Amdt14.S1.4.14.9 Insurance Company Taxes

Fourteenth Amendment, Section 1:

All persons born or naturalized in the United States, and subject to the jurisdiction thereof, are citizens of the United States and of the State wherein they reside. No State shall make or enforce any law which shall abridge the privileges or immunities of citizens of the United States; nor shall any State deprive any person of life, liberty, or property, without due process of law; nor deny to any person within its jurisdiction the equal protection of the laws.
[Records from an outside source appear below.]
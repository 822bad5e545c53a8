//! Effect extraction: an ordered table of verb-pattern rules that maps
//! normalized clause text to structured effect descriptors.
//!
//! Rules are evaluated top to bottom; the first structural match per
//! conjunct wins. Unmatched conjuncts never fail the pipeline — they cost
//! confidence and leave the source text intact for the assembled ability.

use serde::{Deserialize, Serialize};

use crate::mana;

/// Confidence subtracted for each conjunct no rule matches.
pub const UNMATCHED_CONJUNCT_PENALTY: f64 = 0.25;

#[derive(Debug, Clone, Copy, PartialEq, Eq, Hash, Serialize, Deserialize)]
#[serde(rename_all = "kebab-case")]
pub enum EffectAction {
    DealDamage,
    DrawCard,
    Destroy,
    Exile,
    CounterSpell,
    ReturnToHand,
    CreateToken,
    GainLife,
    LoseLife,
    SearchLibrary,
    AddMana,
    Discard,
    Sacrifice,
    Mill,
    Scry,
    Tap,
    Untap,
    PreventDamage,
    PumpStats,
    WinGame,
    GrantKeyword,
}

#[derive(Debug, Clone, Copy, PartialEq, Eq, Hash, Serialize, Deserialize)]
#[serde(rename_all = "kebab-case")]
pub enum TargetClass {
    /// The card carrying the ability ("this").
    SourceSelf,
    AnyTarget,
    Creature,
    Permanent,
    Player,
    Opponent,
    EachOpponent,
    EachPlayer,
    You,
    Spell,
    Land,
    Card,
    Unspecified,
}

/// A literal or symbolic magnitude. `Fixed(3)` serializes as `3`,
/// `Variable("X")` as `"X"`.
#[derive(Debug, Clone, PartialEq, Serialize, Deserialize)]
#[serde(untagged)]
pub enum Amount {
    Fixed(i64),
    Variable(String),
}

#[derive(Debug, Clone, Copy, PartialEq, Eq, Serialize, Deserialize)]
#[serde(rename_all = "snake_case")]
pub enum ConditionKind {
    If,
    Unless,
    Only,
}

/// A structured-enough predicate: the kind of gate plus its verbatim text.
#[derive(Debug, Clone, PartialEq, Serialize, Deserialize)]
pub struct Condition {
    pub kind: ConditionKind,
    pub text: String,
}

#[derive(Debug, Clone, PartialEq, Serialize, Deserialize)]
pub struct EffectDescriptor {
    pub action: EffectAction,
    pub target: TargetClass,
    #[serde(default, skip_serializing_if = "Option::is_none")]
    pub magnitude: Option<Amount>,
    #[serde(default, skip_serializing_if = "Option::is_none")]
    pub condition: Option<Condition>,
}

impl EffectDescriptor {
    fn new(action: EffectAction, target: TargetClass) -> Self {
        Self {
            action,
            target,
            magnitude: None,
            condition: None,
        }
    }

    fn with_magnitude(mut self, magnitude: Option<Amount>) -> Self {
        self.magnitude = magnitude;
        self
    }
}

/// Result of extracting one clause's effect-bearing text.
#[derive(Debug, Clone, PartialEq, Default)]
pub struct Extraction {
    pub effects: Vec<EffectDescriptor>,
    pub matched: usize,
    pub unmatched: usize,
    /// 1.0 minus the per-conjunct penalties, floored at 0.0.
    pub confidence: f64,
}

/// One entry of the ordered rule table.
struct EffectRule {
    name: &'static str,
    matcher: fn(&Conjunct) -> Option<EffectDescriptor>,
}

/// A single conjunct, pre-tokenized for the matchers.
struct Conjunct<'a> {
    text: &'a str,
    words: Vec<&'a str>,
}

impl<'a> Conjunct<'a> {
    fn new(text: &'a str) -> Self {
        Self {
            text,
            words: text
                .split(|ch: char| !ch.is_ascii_alphanumeric() && ch != '/' && ch != '+' && ch != '-')
                .filter(|word| !word.is_empty())
                .collect(),
        }
    }

    fn has(&self, word: &str) -> bool {
        self.words.iter().any(|w| *w == word)
    }

    fn position(&self, word: &str) -> Option<usize> {
        self.words.iter().position(|w| *w == word)
    }

    fn has_phrase(&self, phrase: &[&str]) -> bool {
        self.words.windows(phrase.len()).any(|w| w == phrase)
    }
}

fn trace_enabled() -> bool {
    std::env::var("CARD_IR_PARSER_TRACE")
        .map(|value| matches!(value.as_str(), "1" | "true" | "TRUE" | "yes" | "YES"))
        .unwrap_or(false)
}

fn trace_rule(rule: &str, conjunct: &str) {
    if trace_enabled() {
        eprintln!("[card-ir-parser] rule={rule} conjunct='{conjunct}'");
    }
}

/// Extracts descriptors from one clause's effect-bearing substring.
/// Never fails: unmatched text only lowers the returned confidence.
pub fn extract_effects(text: &str) -> Extraction {
    let (condition, body) = peel_condition(text);

    let mut extraction = Extraction {
        confidence: 1.0,
        ..Extraction::default()
    };

    for part in split_conjuncts(&body) {
        let part = part
            .trim()
            .trim_start_matches("then ")
            .trim_matches(|ch: char| ch == ',' || ch.is_whitespace());
        if part.is_empty() {
            continue;
        }
        let conjunct = Conjunct::new(part);
        match apply_rules(&conjunct) {
            Some(mut descriptor) => {
                descriptor.condition = condition.clone();
                extraction.effects.push(descriptor);
                extraction.matched += 1;
            }
            None => {
                trace_rule("<unmatched>", part);
                extraction.unmatched += 1;
            }
        }
    }

    extraction.confidence =
        (1.0 - extraction.unmatched as f64 * UNMATCHED_CONJUNCT_PENALTY).max(0.0);
    extraction
}

/// True when at least one rule matches somewhere in the clause. Used by
/// the classifier to tell static text apart from unparseable text.
pub fn matches_any_rule(text: &str) -> bool {
    extract_effects(text).matched > 0
}

fn apply_rules(conjunct: &Conjunct) -> Option<EffectDescriptor> {
    for rule in EFFECT_RULES {
        if let Some(descriptor) = (rule.matcher)(conjunct) {
            trace_rule(rule.name, conjunct.text);
            return Some(descriptor);
        }
    }
    None
}

/// Peels a leading "if <cond>," or trailing "unless <cond>" gate off the
/// clause, returning the predicate and the remaining effect text.
fn peel_condition(text: &str) -> (Option<Condition>, String) {
    let trimmed = text.trim();

    if let Some(rest) = trimmed.strip_prefix("if ") {
        if let Some(comma) = rest.find(',') {
            let predicate = rest[..comma].trim().to_string();
            let body = rest[comma + 1..].trim().to_string();
            return (
                Some(Condition {
                    kind: ConditionKind::If,
                    text: predicate,
                }),
                body,
            );
        }
    }

    if let Some(idx) = trimmed.find(" unless ") {
        let body = trimmed[..idx].trim().to_string();
        let predicate = trimmed[idx + " unless ".len()..].trim().to_string();
        return (
            Some(Condition {
                kind: ConditionKind::Unless,
                text: predicate,
            }),
            body,
        );
    }

    (None, trimmed.to_string())
}

/// Verbs that may open an independent conjunct. A separator only splits
/// when what follows starts with one of these (protects "flying and
/// trample" and "creatures you control get +1/+1 and have trample").
const CONJUNCT_VERBS: &[&str] = &[
    "deal", "deals", "draw", "draws", "destroy", "exile", "counter", "return",
    "create", "creates", "gain", "gains", "lose", "loses", "search", "discard",
    "discards", "sacrifice", "sacrifices", "mill", "mills", "scry", "tap",
    "untap", "prevent", "add", "win", "wins",
];

fn split_conjuncts(text: &str) -> Vec<String> {
    let mut parts = Vec::new();
    let mut rest = text;

    'outer: loop {
        for (idx, sep) in separator_positions(rest) {
            let after = rest[idx + sep.len()..].trim_start();
            // The verb may hide behind a short subject ("then", "you",
            // "each opponent"), so look at the first few words.
            let opens_conjunct = after
                .split_whitespace()
                .take(3)
                .any(|word| CONJUNCT_VERBS.contains(&word));
            if opens_conjunct {
                parts.push(rest[..idx].to_string());
                rest = &rest[idx + sep.len()..];
                continue 'outer;
            }
        }
        parts.push(rest.to_string());
        break;
    }

    parts
}

/// Candidate separator occurrences in left-to-right order.
fn separator_positions(text: &str) -> Vec<(usize, &'static str)> {
    let mut positions = Vec::new();
    for sep in [", and ", " and ", ", then ", ", "] {
        let mut from = 0;
        while let Some(found) = text[from..].find(sep) {
            positions.push((from + found, sep));
            from += found + 1;
        }
    }
    positions.sort_by_key(|(idx, _)| *idx);
    positions
}

/// Parses a literal or word number; "a"/"an" count as one, "x" is the
/// cost variable.
fn parse_amount(word: &str) -> Option<Amount> {
    if let Ok(n) = word.parse::<i64>() {
        return Some(Amount::Fixed(n));
    }
    let fixed = match word {
        "a" | "an" | "one" => 1,
        "two" => 2,
        "three" => 3,
        "four" => 4,
        "five" => 5,
        "six" => 6,
        "seven" => 7,
        "eight" => 8,
        "nine" => 9,
        "ten" => 10,
        "x" => return Some(Amount::Variable("X".to_string())),
        _ => return None,
    };
    Some(Amount::Fixed(fixed))
}
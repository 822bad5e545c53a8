//! End-to-end scenarios through the full convert pipeline.

use card_ir::{
    AbilityType, Amount, CardRecord, EffectAction, FormatLegality, TargetClass, TriggerEvent,
    convert,
};

fn record(name: &str, type_line: &str, cmc: f64, oracle_text: &str) -> CardRecord {
    CardRecord {
        name: name.to_string(),
        type_line: type_line.to_string(),
        cmc,
        oracle_text: oracle_text.to_string(),
        ..CardRecord::default()
    }
}

#[test]
fn burn_spell_parses_to_one_damage_effect() {
    let ir = convert(
        &record(
            "Lightning Bolt",
            "Instant",
            1.0,
            "Deal 3 damage to any target.",
        ),
        FormatLegality::default(),
    )
    .unwrap();

    assert_eq!(ir.parsed_abilities.len(), 1);
    let ability = &ir.parsed_abilities[0];
    assert_eq!(ability.ability_type, AbilityType::Spell);
    assert_eq!(ability.effects.len(), 1);
    let effect = &ability.effects[0];
    assert_eq!(effect.action, EffectAction::DealDamage);
    assert_eq!(effect.target, TargetClass::AnyTarget);
    assert_eq!(effect.magnitude, Some(Amount::Fixed(3)));

    let burn_or_removal = ir
        .strategic_tags
        .hierarchical_tags
        .iter()
        .find(|tag| {
            tag.path == ["interaction", "removal"] || tag.path == ["interaction", "burn"]
        })
        .expect("interaction tag");
    assert!(burn_or_removal.confidence >= 0.8);

    assert!(ir.reward_hints.immediate_impact);
    assert_eq!(ir.reward_hints.card_advantage, 0);
}

#[test]
fn burn_spell_with_self_name_in_text_parses_the_same() {
    let ir = convert(
        &record(
            "Lightning Bolt",
            "Instant",
            1.0,
            "Lightning Bolt deals 3 damage to any target.",
        ),
        FormatLegality::default(),
    )
    .unwrap();
    let effect = &ir.parsed_abilities[0].effects[0];
    assert_eq!(effect.action, EffectAction::DealDamage);
    assert_eq!(effect.magnitude, Some(Amount::Fixed(3)));
}

#[test]
fn mana_rock_is_tagged_ramp() {
    let ir = convert(
        &record("Sol Ring", "Artifact", 1.0, "{T}: Add {C}{C}."),
        FormatLegality::default(),
    )
    .unwrap();

    assert_eq!(ir.parsed_abilities.len(), 1);
    let ability = &ir.parsed_abilities[0];
    assert!(matches!(
        ability.ability_type,
        AbilityType::Activated | AbilityType::Static
    ));
    assert_eq!(ability.effects[0].action, EffectAction::AddMana);

    let ramp = ir
        .strategic_tags
        .hierarchical_tags
        .iter()
        .find(|tag| tag.root() == "ramp")
        .expect("ramp tag");
    assert!(ramp.confidence >= 0.8);
    assert!(ir.strategic_tags.flattened_tags.contains("ramp"));
}

#[test]
fn bare_add_clause_is_still_a_mana_ability() {
    let ir = convert(
        &record("Sol Ring", "Artifact", 1.0, "Add {C}{C}."),
        FormatLegality::default(),
    )
    .unwrap();
    assert_eq!(ir.parsed_abilities.len(), 1);
    assert_eq!(ir.parsed_abilities[0].effects[0].action, EffectAction::AddMana);
    assert!(ir.strategic_tags.flattened_tags.contains("ramp"));
}

#[test]
fn empty_oracle_text_yields_empty_abilities_without_failure() {
    let ir = convert(
        &record("Grizzly Bears", "Creature — Bear", 2.0, ""),
        FormatLegality::default(),
    )
    .unwrap();
    assert!(ir.parsed_abilities.is_empty());
    // Tags, if any, come from metadata alone.
    for tag in &ir.strategic_tags.hierarchical_tags {
        assert!(!tag.path.is_empty());
    }
}

#[test]
fn draw_on_draw_trigger() {
    let ir = convert(
        &record(
            "Teferi's Ageless Insight",
            "Legendary Enchantment",
            4.0,
            "Whenever you draw a card, draw a card.",
        ),
        FormatLegality::default(),
    )
    .unwrap();

    assert_eq!(ir.parsed_abilities.len(), 1);
    let ability = &ir.parsed_abilities[0];
    assert_eq!(ability.ability_type, AbilityType::Triggered);
    let trigger = ability.trigger.as_ref().expect("trigger");
    assert_eq!(trigger.event, TriggerEvent::DrawCard);
    assert_eq!(ability.effects.len(), 1);
    assert_eq!(ability.effects[0].action, EffectAction::DrawCard);
    assert_eq!(ability.effects[0].magnitude, Some(Amount::Fixed(1)));
    assert_eq!(ir.reward_hints.card_advantage, 1);
}

#[test]
fn legality_passes_through_untouched() {
    let mut legality = FormatLegality::default();
    legality
        .formats
        .insert("commander".to_string(), "legal".to_string());
    legality.can_be_commander = true;

    let ir = convert(
        &record(
            "Krenko, Mob Boss",
            "Legendary Creature — Goblin Warrior",
            4.0,
            "{T}: Create X 1/1 red Goblin creature tokens, where X is the number of Goblins you control.",
        ),
        legality.clone(),
    )
    .unwrap();
    assert_eq!(ir.format_legality, legality);
}

#[test]
fn counterspell_is_tagged_counter() {
    let ir = convert(
        &record(
            "Counterspell",
            "Instant",
            2.0,
            "Counter target spell.",
        ),
        FormatLegality::default(),
    )
    .unwrap();
    let ability = &ir.parsed_abilities[0];
    assert_eq!(ability.effects[0].action, EffectAction::CounterSpell);
    assert_eq!(ability.effects[0].target, TargetClass::Spell);
    assert!(ir
        .strategic_tags
        .hierarchical_tags
        .iter()
        .any(|tag| tag.path == ["interaction", "counter"]));
    assert!(ir
        .strategic_tags
        .hierarchical_tags
        .iter()
        .any(|tag| tag.path == ["tempo", "low_cost_interaction"]));
}

#[test]
fn keyword_soup_parses_per_keyword() {
    let ir = convert(
        &record(
            "Akroma, Angel of Wrath",
            "Legendary Creature — Angel",
            8.0,
            "Flying, first strike, vigilance, trample, haste, protection from black and from red",
        ),
        FormatLegality::default(),
    )
    .unwrap();
    let keywords: Vec<&str> = ir
        .parsed_abilities
        .iter()
        .filter(|ability| ability.ability_type == AbilityType::Keyword)
        .map(|ability| ability.source_text.as_str())
        .collect();
    assert!(keywords.contains(&"Flying"));
    assert!(keywords.contains(&"trample"));
}

#[test]
fn multiline_card_preserves_ability_order() {
    let ir = convert(
        &record(
            "Busy Body",
            "Creature — Human Advisor",
            3.0,
            "Flying\nWhenever this creature attacks, draw a card.\n{1}{W}, {T}: Destroy target creature.",
        ),
        FormatLegality::default(),
    )
    .unwrap();
    let types: Vec<AbilityType> = ir
        .parsed_abilities
        .iter()
        .map(|ability| ability.ability_type)
        .collect();
    assert_eq!(
        types,
        vec![
            AbilityType::Keyword,
            AbilityType::Triggered,
            AbilityType::Activated
        ]
    );
}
A privilege tax on the gross premiums received by a foreign life insurance company at its home office for business written in the state does not deprive the company of property without due process, 1 but such a tax is invalid if the company has withdrawn all its agents from the state and has ceased to do business there, merely continuing to receive the renewal premiums at its home office. 2 Also violating due process is a state insurance premium tax imposed on a nonresident firm doing business in the taxing jurisdiction, where the firm obtained the coverage of property within the state from an unlicenced out-of-state insurer that consummated the contract, serviced the policy, and collected the premiums outside that taxing jurisdiction. 3 However, a tax may be imposed upon the privilege of entering and engaging in business in a state, even if the tax is a percentage of the annual premiums to be paid throughout the life of the policies issued. Under this kind of tax, a state may continue to collect even after the company’s withdrawal from the state. 4

A state may lawfully extend a tax to a foreign insurance company that contracts with an automobile sales corporation in a third state to insure customers of the automobile sales corporation against loss of cars purchased through the automobile sales corporation, insofar as the cars go into the possession of a purchaser within the taxing state. 5 On the other hand, a foreign corporation admitted to do a local business, which insures its property with insurers in other states who are not authorized to do business in the taxing state, cannot constitutionally be subjected to a 5% tax on the amount of premiums paid for such coverage. 6 Likewise a Connecticut life insurance corporation, licensed to do business in California, which negotiated reinsurance contracts in Connecticut, received payment of premiums on such contracts in Connecticut, and was liable in Connecticut for payment of losses claimed under such contracts, cannot be subjected by California to a privilege tax measured by gross premiums derived from such contracts, notwithstanding that the contracts reinsured other insurers authorized to do business in California and protected policies effected in California on the lives of California residents. The tax cannot be sustained whether as laid on property, business done, or transactions carried on, within California, or as a tax on a privilege granted by that state. 7

Footnotes

  1.  Equitable Life Society v. Pennsylvania, 238 U.S. 143 (1915).
  2.  Provident Savings Ass'n v. Kentucky, 239 U.S. 103 (1915).
  3.  State Bd. of Ins. v. Todd Shipyards, 370 U.S. 451 (1962).
  4.  Continental Co. v. Tennessee, 311 U.S. 5, 6 (1940).
  5.  Palmetto Ins. Co. v. Connecticut, 272 U.S. 295 (1926).
  6.  St. Louis Compress Co. v. Arkansas, 260 U.S. 346 (1922).
  7.  Connecticut Gen. Life Ins. Co. v. Johnson, 303 U.S. 77 (1938). When policy loans to residents are made by a local agent of a foreign insurance company, in the servicing of which notes are signed, security taken, interest collected, and debts are paid within the State, such credits are taxable to the company, notwithstanding that the promissory notes evidencing such credits are kept at the home office of the insurer. Metropolitan Life Ins. Co. v. City of New Orleans, 205 U.S. 395 (1907). But when a resident policyholder’s loan is merely charged against the reserve value of his policy, under an arrangement for extinguishing the debt and interest thereon by deduction from any claim under the policy, such credit is not taxable to the foreign insurance company. Orleans Parish v. New York Life Ins. Co., 216 U.S. 517 (1910). Premiums due from residents on which an extension has been granted by foreign companies also are credits on which the latter may be taxed by the State of the debtor’s domicile. Liverpool & L. & G. Ins. Co. v. Orleans Assessors, 221 U.S. 346 (1911). The mere fact that the insurers charge these premiums to local agents and give no credit directly to policyholders does not enable them to escape this tax.